§ **Brief**
Go through the data and copy each line that holds "Greater".

[Data extracted from a collection]

impl Numeric {
    pub fn null() -> Numeric {
        Numeric(Repr::Null)
    }

    pub fn nan() -> Numeric {
        Numeric(Repr::NotANumber)
    }

    pub fn positive_infinity() -> Numeric {
        Numeric(Repr::PositiveInfinity)
    }

    pub fn negative_infinity() -> Numeric {
        Numeric(Repr::NegativeInfinity)
    }

    pub fn zero() -> Numeric {
        Numeric(Repr::Small(0))
    }

    pub fn one() -> Numeric {
        Numeric(Repr::Small(1))
    }

    pub fn from_i64(value: i64) -> Numeric {
        Numeric(Repr::Small(value))
    }

    pub fn from_decimal(value: Decimal) -> Numeric {
        if value.scale() == 0 {
            if let Some(small) = value.to_i64() {
                return Numeric(Repr::Small(small));
            }
        }
        Numeric(Repr::Big(value))
    }

    pub fn is_null(&self) -> bool {
        matches!(self.0, Repr::Null)
    }

    /// The state tag, or `None` for a null numeric.
    pub fn state(&self) -> Option<NumericState> {
        match self.0 {
            Repr::Null => None,
            Repr::Small(_) | Repr::Big(_) => Some(NumericState::Normal),
            Repr::NegativeInfinity => Some(NumericState::NegativeInfinity),
            Repr::PositiveInfinity => Some(NumericState::PositiveInfinity),
            Repr::NotANumber => Some(NumericState::NotANumber),
        }
    }

    pub fn is_nan(&self) -> bool {
        matches!(self.0, Repr::NotANumber)
    }

    /// True for a normal zero only; nulls and special states are not zero.
    pub fn is_zero(&self) -> bool {
        match self.0 {
            Repr::Small(v) => v == 0,
            Repr::Big(d) => d.is_zero(),
            _ => false,
        }
    }

    /// The decimal payload of a normal value.
    pub fn decimal(&self) -> Option<Decimal> {
        match self.0 {
            Repr::Small(v) => Some(Decimal::from(v)),
            Repr::Big(d) => Some(d),
            _ => None,
        }
    }

    /// The integral payload, when the value is normal and whole.
    pub fn to_i64(&self) -> Option<i64> {
        match self.0 {
            Repr::Small(v) => Some(v),
            Repr::Big(d) if d.fract().is_zero() => d.to_i64(),
            _ => None,
        }
    }

    pub fn add(&self, other: &Numeric) -> Result<Numeric> {
        use Repr::*;
        Ok(match (self.0, other.0) {
            (Null, _) | (_, Null) => Numeric::null(),
            (NotANumber, _) | (_, NotANumber) => Numeric::nan(),
            (PositiveInfinity, NegativeInfinity) | (NegativeInfinity, PositiveInfinity) => {
                Numeric::nan()
            }
            (PositiveInfinity, _) | (_, PositiveInfinity) => Numeric::positive_infinity(),
            (NegativeInfinity, _) | (_, NegativeInfinity) => Numeric::negative_infinity(),
            (Small(a), Small(b)) => match a.checked_add(b) {
                Some(v) => Numeric(Small(v)),
                None => checked(Decimal::from(a).checked_add(Decimal::from(b)))?,
            },
            (Small(a), Big(b)) => checked(Decimal::from(a).checked_add(b))?,
            (Big(a), Small(b)) => checked(a.checked_add(Decimal::from(b)))?,
            (Big(a), Big(b)) => checked(a.checked_add(b))?,
        })
    }

    pub fn subtract(&self, other: &Numeric) -> Result<Numeric> {
        use Repr::*;
        Ok(match (self.0, other.0) {
            (Null, _) | (_, Null) => Numeric::null(),
            (NotANumber, _) | (_, NotANumber) => Numeric::nan(),
            (PositiveInfinity, PositiveInfinity) | (NegativeInfinity, NegativeInfinity) => {
                Numeric::nan()
            }
            (PositiveInfinity, _) | (_, NegativeInfinity) => Numeric::positive_infinity(),
            (NegativeInfinity, _) | (_, PositiveInfinity) => Numeric::negative_infinity(),
            (Small(a), Small(b)) => match a.checked_sub(b) {
                Some(v) => Numeric(Small(v)),
                None => checked(Decimal::from(a).checked_sub(Decimal::from(b)))?,
            },
            (Small(a), Big(b)) => checked(Decimal::from(a).checked_sub(b))?,
            (Big(a), Small(b)) => checked(a.checked_sub(Decimal::from(b)))?,
            (Big(a), Big(b)) => checked(a.checked_sub(b))?,
        })
    }

    pub fn multiply(&self, other: &Numeric) -> Result<Numeric> {
        use Repr::*;
        Ok(match (self.0, other.0) {
            (Null, _) | (_, Null) => Numeric::null(),
            (NotANumber, _) | (_, NotANumber) => Numeric::nan(),
            (PositiveInfinity | NegativeInfinity, b) if is_normal_zero(b) => Numeric::nan(),
            (a, PositiveInfinity | NegativeInfinity) if is_normal_zero(a) => Numeric::nan(),
            (a @ (PositiveInfinity | NegativeInfinity), b)
            | (a, b @ (PositiveInfinity | NegativeInfinity)) => {
                signed_infinity(is_negative(a) != is_negative(b))
            }
            (Small(a), Small(b)) => match a.checked_mul(b) {
                Some(v) => Numeric(Small(v)),
                None => checked(Decimal::from(a).checked_mul(Decimal::from(b)))?,
            },
            (Small(a), Big(b)) => checked(Decimal::from(a).checked_mul(b))?,
            (Big(a), Small(b)) => checked(a.checked_mul(Decimal::from(b)))?,
            (Big(a), Big(b)) => checked(a.checked_mul(b))?,
        })
    }

    /// Division. A zero divisor yields `NotANumber` — never an error and
    /// never null.
    pub fn divide(&self, other: &Numeric) -> Result<Numeric> {
        use Repr::*;
        if other.is_zero() {
            return Ok(Numeric::nan());
        }
        Ok(match (self.0, other.0) {
            (Null, _) | (_, Null) => Numeric::null(),
            (NotANumber, _) | (_, NotANumber) => Numeric::nan(),
            (
                PositiveInfinity | NegativeInfinity,
                PositiveInfinity | NegativeInfinity,
            ) => Numeric::nan(),
            (a @ (PositiveInfinity | NegativeInfinity), b) => {
                signed_infinity(is_negative(a) != is_negative(b))
            }
            (_, PositiveInfinity | NegativeInfinity) => Numeric::zero(),
            (a, b) => match (as_decimal(a), as_decimal(b)) {
                (Some(a), Some(b)) => checked(a.checked_div(b))?,
                _ => Numeric::nan(),
            },
        })
    }

    /// Remainder. A zero divisor yields `NotANumber`, like division.
    pub fn remainder(&self, other: &Numeric) -> Result<Numeric> {
        use Repr::*;
        if other.is_zero() {
            return Ok(Numeric::nan());
        }
        Ok(match (self.0, other.0) {
            (Null, _) | (_, Null) => Numeric::null(),
            (NotANumber, _) | (_, NotANumber) => Numeric::nan(),
            (PositiveInfinity | NegativeInfinity, _) => Numeric::nan(),
            (a, PositiveInfinity | NegativeInfinity) => Numeric(a),
            (Small(a), Small(b)) => match a.checked_rem(b) {
                Some(v) => Numeric(Small(v)),
                None => checked(Decimal::from(a).checked_rem(Decimal::from(b)))?,
            },
            (a, b) => match (as_decimal(a), as_decimal(b)) {
                (Some(a), Some(b)) => checked(a.checked_rem(b))?,
                _ => Numeric::nan(),
            },
        })
    }

    pub fn negate(&self) -> Result<Numeric> {
        use Repr::*;
        Ok(match self.0 {
            Null => Numeric::null(),
            NotANumber => Numeric::nan(),
            PositiveInfinity => Numeric::negative_infinity(),
            NegativeInfinity => Numeric::positive_infinity(),
            Small(v) => match v.checked_neg() {
                Some(n) => Numeric(Small(n)),
                None => checked(Decimal::from(v).checked_mul(Decimal::NEGATIVE_ONE))?,
            },
            Big(d) => Numeric::from_decimal(-d),
        })
    }

    pub fn abs(&self) -> Numeric {
        use Repr::*;
        match self.0 {
            Small(v) if v < 0 => Numeric::from_decimal(Decimal::from(v).abs()),
            Big(d) => Numeric::from_decimal(d.abs()),
            NegativeInfinity => Numeric::positive_infinity(),
            other => Numeric(other),
        }
    }

    /// Square root. Negative operands and negative infinity yield
    /// `NotANumber`.
    pub fn sqrt(&self) -> Numeric {
        use Repr::*;
        match self.0 {
            Null => Numeric::null(),
            NotANumber | NegativeInfinity => Numeric::nan(),
            PositiveInfinity => Numeric::positive_infinity(),
            Small(_) | Big(_) => match self.decimal().and_then(|d| d.sqrt()) {
                Some(root) => Numeric::from_decimal(tidy(root)),
                None => Numeric::nan(),
            },
        }
    }

    /// Base-2 logarithm. Zero yields negative infinity, negative
    /// operands yield `NotANumber`.
    pub fn log2(&self) -> Result<Numeric> {
        use Repr::*;
        Ok(match self.0 {
            Null => Numeric::null(),
            NotANumber | NegativeInfinity => Numeric::nan(),
            PositiveInfinity => Numeric::positive_infinity(),
            Small(_) | Big(_) => {
                if self.is_zero() {
                    return Ok(Numeric::negative_infinity());
                }
                let Some(d) = self.decimal() else {
                    return Ok(Numeric::nan());
                };
                if d.is_sign_negative() {
                    return Ok(Numeric::nan());
                }
                let ln = d.checked_ln().ok_or_else(overflow)?;
                let ln2 = Decimal::TWO.checked_ln().ok_or_else(overflow)?;
                let ratio = ln.checked_div(ln2).ok_or_else(overflow)?;
                Numeric::from_decimal(tidy(ratio))
            }
        })
    }

    pub fn power(&self, exponent: &Numeric) -> Result<Numeric> {
        use Repr::*;
        Ok(match (self.0, exponent.0) {
            (Null, _) | (_, Null) => Numeric::null(),
            (NotANumber, _) | (_, NotANumber) => Numeric::nan(),
            (PositiveInfinity, e @ (Small(_) | Big(_))) => match sign_class(e) {
                Ordering::Equal => Numeric::one(),
                Ordering::Greater => Numeric::positive_infinity(),
                Ordering::Less => Numeric::zero(),
            },
            (NegativeInfinity, e @ (Small(_) | Big(_))) => match sign_class(e) {
                Ordering::Equal => Numeric::one(),
                Ordering::Less => Numeric::zero(),
                Ordering::Greater => match exponent_parity(e) {
                    Some(true) => Numeric::negative_infinity(),
                    Some(false) => Numeric::positive_infinity(),
                    None => Numeric::nan(),
                },
            },
            (b @ (Small(_) | Big(_)), PositiveInfinity) => match magnitude_class(b) {
                Ordering::Greater => Numeric::positive_infinity(),
                Ordering::Equal => Numeric::one(),
                Ordering::Less => Numeric::zero(),
            },
            (b @ (Small(_) | Big(_)), NegativeInfinity) => match magnitude_class(b) {
                Ordering::Greater => Numeric::zero(),
                Ordering::Equal => Numeric::one(),
                Ordering::Less => Numeric::positive_infinity(),
            },
            (PositiveInfinity | NegativeInfinity, PositiveInfinity) => Numeric::positive_infinity(),
            (PositiveInfinity | NegativeInfinity, NegativeInfinity) => Numeric::zero(),
            (b, e) => match (as_decimal(b), as_decimal(e)) {
                (Some(base), Some(exp)) => finite_power(base, exp)?,
                _ => Numeric::nan(),
            },
        })
    }

    pub fn sin(&self) -> Numeric {
        self.trig(Decimal::sin)
    }

    pub fn cos(&self) -> Numeric {
        self.trig(Decimal::cos)
    }

    pub fn tan(&self) -> Numeric {
        self.trig(Decimal::tan)
    }

    fn trig(&self, f: fn(&Decimal) -> Decimal) -> Numeric {
        use Repr::*;
        match self.0 {
            Null => Numeric::null(),
            NotANumber | PositiveInfinity | NegativeInfinity => Numeric::nan(),
            Small(_) | Big(_) => match self.decimal() {
                Some(d) => Numeric::from_decimal(f(&d)),
                None => Numeric::nan(),
            },
        }
    }

    /// Round to the given number of decimal places.
    pub fn round(&self, digits: u32) -> Numeric {
        match self.decimal() {
            Some(d) => Numeric::from_decimal(d.round_dp(digits)),
            None => *self,
        }
    }

    pub fn floor(&self) -> Numeric {
        match self.decimal() {
            Some(d) => Numeric::from_decimal(d.floor()),
            None => *self,
        }
    }

    pub fn ceil(&self) -> Numeric {
        match self.decimal() {
            Some(d) => Numeric::from_decimal(d.ceil()),
            None => *self,
        }
    }

    /// State-aware ordering. `None` when either side is null. A normal
    /// value ranks above negative infinity and below positive infinity
    /// and not-a-number; among the special states the rank is
    /// -Infinity < +Infinity < NaN.
    pub fn compare(&self, other: &Numeric) -> Option<Ordering> {
        use Repr::*;
        match (self.0, other.0) {
            (Null, _) | (_, Null) => None,
            (Small(a), Small(b)) => Some(a.cmp(&b)),
            (Small(a), Big(b)) => Some(Decimal::from(a).cmp(&b)),
            (Big(a), Small(b)) => Some(a.cmp(&Decimal::from(b))),
            (Big(a), Big(b)) => Some(a.cmp(&b)),
            (Small(_) | Big(_), NegativeInfinity) => Some(Ordering::Greater),
            (Small(_) | Big(_), PositiveInfinity | NotANumber) => Some(Ordering::Less),
            (NegativeInfinity, Small(_) | Big(_)) => Some(Ordering::Less),
            (PositiveInfinity | NotANumber, Small(_) | Big(_)) => Some(Ordering::Greater),
            (a, b) => Some(state_rank(a).cmp(&state_rank(b))),
        }
    }

    /// Canonical text form; round-trips through `FromStr` for non-null
    /// values.
    pub fn to_text(&self) -> String {
        match self.0 {
            Repr::Null => "NULL".into(),
            Repr::Small(v) => v.to_string(),
            Repr::Big(d) => d.to_string(),
            Repr::NegativeInfinity => "-Infinity".into(),
            Repr::PositiveInfinity => "Infinity".into(),
            Repr::NotANumber => "NaN".into(),
        }
    }

    pub fn try_parse(text: &str) -> Option<Numeric> {
        text.parse().ok()
    }
}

§ **Answer for the task**
                Ordering::Greater => Numeric::positive_infinity(),
                Ordering::Greater => match exponent_parity(e) {
                Ordering::Greater => Numeric::positive_infinity(),
                Ordering::Greater => Numeric::zero(),
            (Small(_) | Big(_), NegativeInfinity) => Some(Ordering::Greater),
            (PositiveInfinity | NotANumber, Small(_) | Big(_)) => Some(Ordering::Greater),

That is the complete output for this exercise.